**Assigned task**
Below are several entries. Transcribe exactly those lines that fall from the one with "on every key." through the one with "pub fn is_closed(&self)", end lines included.

**Record set**
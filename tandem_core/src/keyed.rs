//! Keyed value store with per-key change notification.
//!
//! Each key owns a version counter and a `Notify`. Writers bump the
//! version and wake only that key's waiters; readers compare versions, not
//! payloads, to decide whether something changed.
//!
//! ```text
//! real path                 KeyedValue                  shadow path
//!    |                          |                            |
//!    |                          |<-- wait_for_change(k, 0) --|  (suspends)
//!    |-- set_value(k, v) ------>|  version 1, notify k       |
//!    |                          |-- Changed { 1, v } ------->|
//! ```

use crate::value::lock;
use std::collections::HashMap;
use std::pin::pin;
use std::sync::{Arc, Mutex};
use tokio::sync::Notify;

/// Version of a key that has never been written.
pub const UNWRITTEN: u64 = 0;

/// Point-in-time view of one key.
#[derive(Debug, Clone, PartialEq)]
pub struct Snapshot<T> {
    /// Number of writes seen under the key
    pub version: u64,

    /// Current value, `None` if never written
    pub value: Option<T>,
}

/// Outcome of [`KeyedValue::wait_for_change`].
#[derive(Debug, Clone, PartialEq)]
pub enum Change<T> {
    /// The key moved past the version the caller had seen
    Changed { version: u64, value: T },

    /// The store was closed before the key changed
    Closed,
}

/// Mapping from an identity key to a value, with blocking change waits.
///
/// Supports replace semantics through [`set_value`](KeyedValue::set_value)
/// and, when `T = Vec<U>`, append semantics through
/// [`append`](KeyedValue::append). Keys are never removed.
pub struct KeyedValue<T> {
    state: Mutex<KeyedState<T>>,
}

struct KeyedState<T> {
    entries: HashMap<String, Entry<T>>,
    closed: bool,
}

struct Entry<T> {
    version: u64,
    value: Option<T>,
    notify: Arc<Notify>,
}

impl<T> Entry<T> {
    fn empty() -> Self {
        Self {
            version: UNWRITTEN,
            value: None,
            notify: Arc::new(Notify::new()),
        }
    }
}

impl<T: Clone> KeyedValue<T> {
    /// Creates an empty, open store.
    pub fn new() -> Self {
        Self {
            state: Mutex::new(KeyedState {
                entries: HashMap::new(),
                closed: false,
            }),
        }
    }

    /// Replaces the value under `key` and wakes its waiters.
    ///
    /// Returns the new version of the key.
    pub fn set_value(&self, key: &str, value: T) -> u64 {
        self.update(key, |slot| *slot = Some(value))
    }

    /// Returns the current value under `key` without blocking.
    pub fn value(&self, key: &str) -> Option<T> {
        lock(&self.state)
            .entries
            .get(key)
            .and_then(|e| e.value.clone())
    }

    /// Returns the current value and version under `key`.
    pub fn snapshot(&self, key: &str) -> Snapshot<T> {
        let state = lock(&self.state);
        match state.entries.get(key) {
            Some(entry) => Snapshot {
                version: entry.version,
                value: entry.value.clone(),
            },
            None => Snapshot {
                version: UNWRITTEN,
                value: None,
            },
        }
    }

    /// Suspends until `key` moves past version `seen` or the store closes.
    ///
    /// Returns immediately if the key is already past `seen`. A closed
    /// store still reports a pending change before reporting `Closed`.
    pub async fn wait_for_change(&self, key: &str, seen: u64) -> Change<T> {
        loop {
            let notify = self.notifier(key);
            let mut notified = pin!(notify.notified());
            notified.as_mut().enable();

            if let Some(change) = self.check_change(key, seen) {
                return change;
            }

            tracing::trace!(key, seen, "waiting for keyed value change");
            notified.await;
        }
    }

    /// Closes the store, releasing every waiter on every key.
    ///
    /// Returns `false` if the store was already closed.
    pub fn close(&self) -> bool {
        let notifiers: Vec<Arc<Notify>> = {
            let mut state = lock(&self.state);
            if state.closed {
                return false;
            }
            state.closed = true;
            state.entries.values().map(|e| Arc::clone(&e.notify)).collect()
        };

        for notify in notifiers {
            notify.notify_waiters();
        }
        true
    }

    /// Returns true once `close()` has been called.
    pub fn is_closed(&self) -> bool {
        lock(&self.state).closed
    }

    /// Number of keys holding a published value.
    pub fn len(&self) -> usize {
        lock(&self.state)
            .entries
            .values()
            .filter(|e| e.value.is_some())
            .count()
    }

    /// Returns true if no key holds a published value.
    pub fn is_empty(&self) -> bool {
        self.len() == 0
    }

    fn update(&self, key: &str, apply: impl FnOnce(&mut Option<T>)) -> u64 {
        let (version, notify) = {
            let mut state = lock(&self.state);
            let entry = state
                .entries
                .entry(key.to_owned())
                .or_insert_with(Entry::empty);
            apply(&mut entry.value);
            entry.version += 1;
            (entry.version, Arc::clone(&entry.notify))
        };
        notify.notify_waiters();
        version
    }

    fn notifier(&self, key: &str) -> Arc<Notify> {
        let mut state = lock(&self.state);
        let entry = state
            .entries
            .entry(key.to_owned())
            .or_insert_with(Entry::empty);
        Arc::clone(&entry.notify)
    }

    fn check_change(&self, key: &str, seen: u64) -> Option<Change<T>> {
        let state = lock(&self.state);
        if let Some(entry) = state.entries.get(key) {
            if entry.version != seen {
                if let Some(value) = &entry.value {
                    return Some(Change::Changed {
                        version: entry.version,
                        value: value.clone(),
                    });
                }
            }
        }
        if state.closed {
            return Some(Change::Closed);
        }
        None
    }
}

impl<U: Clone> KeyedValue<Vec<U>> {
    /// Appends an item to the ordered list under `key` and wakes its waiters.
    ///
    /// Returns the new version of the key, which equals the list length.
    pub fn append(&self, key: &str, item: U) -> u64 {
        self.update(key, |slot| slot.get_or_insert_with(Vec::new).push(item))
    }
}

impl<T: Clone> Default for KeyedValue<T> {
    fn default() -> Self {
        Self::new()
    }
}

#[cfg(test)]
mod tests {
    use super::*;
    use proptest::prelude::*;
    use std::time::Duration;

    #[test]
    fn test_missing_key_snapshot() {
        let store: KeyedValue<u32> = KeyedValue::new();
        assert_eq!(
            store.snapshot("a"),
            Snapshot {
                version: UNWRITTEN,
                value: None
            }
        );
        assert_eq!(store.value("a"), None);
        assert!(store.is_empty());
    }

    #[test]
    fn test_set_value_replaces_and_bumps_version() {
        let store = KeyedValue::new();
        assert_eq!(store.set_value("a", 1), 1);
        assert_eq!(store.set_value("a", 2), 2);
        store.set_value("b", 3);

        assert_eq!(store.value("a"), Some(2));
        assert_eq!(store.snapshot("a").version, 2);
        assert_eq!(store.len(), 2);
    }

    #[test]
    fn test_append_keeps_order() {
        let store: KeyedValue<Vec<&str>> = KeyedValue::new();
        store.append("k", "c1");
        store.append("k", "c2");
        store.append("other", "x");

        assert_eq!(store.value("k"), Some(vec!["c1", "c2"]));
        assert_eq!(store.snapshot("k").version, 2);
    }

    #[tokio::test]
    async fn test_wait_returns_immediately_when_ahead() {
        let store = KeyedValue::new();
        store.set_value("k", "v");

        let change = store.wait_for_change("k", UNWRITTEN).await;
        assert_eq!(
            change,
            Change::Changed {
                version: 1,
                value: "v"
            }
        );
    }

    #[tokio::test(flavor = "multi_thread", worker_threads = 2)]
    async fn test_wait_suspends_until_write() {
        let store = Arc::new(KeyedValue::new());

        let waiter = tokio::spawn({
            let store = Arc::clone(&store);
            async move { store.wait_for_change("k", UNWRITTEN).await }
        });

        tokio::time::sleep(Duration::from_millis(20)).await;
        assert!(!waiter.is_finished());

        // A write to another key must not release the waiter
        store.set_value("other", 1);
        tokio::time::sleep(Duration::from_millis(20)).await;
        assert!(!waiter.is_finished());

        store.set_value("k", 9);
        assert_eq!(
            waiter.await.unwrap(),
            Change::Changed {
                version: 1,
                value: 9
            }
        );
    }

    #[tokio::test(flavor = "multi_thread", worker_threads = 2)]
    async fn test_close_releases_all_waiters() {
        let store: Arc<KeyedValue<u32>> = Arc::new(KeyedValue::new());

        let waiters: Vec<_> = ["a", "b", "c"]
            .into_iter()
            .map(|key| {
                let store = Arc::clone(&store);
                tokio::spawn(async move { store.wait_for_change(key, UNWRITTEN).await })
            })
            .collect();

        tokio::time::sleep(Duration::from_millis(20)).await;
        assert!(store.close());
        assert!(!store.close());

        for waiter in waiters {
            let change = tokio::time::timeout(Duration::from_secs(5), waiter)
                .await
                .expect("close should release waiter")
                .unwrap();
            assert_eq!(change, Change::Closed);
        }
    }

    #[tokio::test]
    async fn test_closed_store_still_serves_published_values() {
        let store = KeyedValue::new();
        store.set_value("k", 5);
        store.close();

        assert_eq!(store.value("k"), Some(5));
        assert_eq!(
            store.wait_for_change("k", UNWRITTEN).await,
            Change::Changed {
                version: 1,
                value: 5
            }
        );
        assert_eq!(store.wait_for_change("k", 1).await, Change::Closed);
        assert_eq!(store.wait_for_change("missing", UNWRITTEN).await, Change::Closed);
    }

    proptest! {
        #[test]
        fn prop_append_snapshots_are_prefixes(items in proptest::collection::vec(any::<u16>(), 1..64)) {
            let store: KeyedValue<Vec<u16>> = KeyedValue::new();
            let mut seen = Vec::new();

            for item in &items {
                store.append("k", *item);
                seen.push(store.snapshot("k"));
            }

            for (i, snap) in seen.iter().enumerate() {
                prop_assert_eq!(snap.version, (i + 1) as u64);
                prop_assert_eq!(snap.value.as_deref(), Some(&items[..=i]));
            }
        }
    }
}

**Answer box**
    /// Closes the store, releasing every waiter on every key.
    ///
    /// Returns `false` if the store was already closed.
    pub fn close(&self) -> bool {
        let notifiers: Vec<Arc<Notify>> = {
            let mut state = lock(&self.state);
            if state.closed {
                return false;
            }
            state.closed = true;
            state.entries.values().map(|e| Arc::clone(&e.notify)).collect()
        };

        for notify in notifiers {
            notify.notify_waiters();
        }
        true
    }

    /// Returns true once `close()` has been called.
    pub fn is_closed(&self) -> bool {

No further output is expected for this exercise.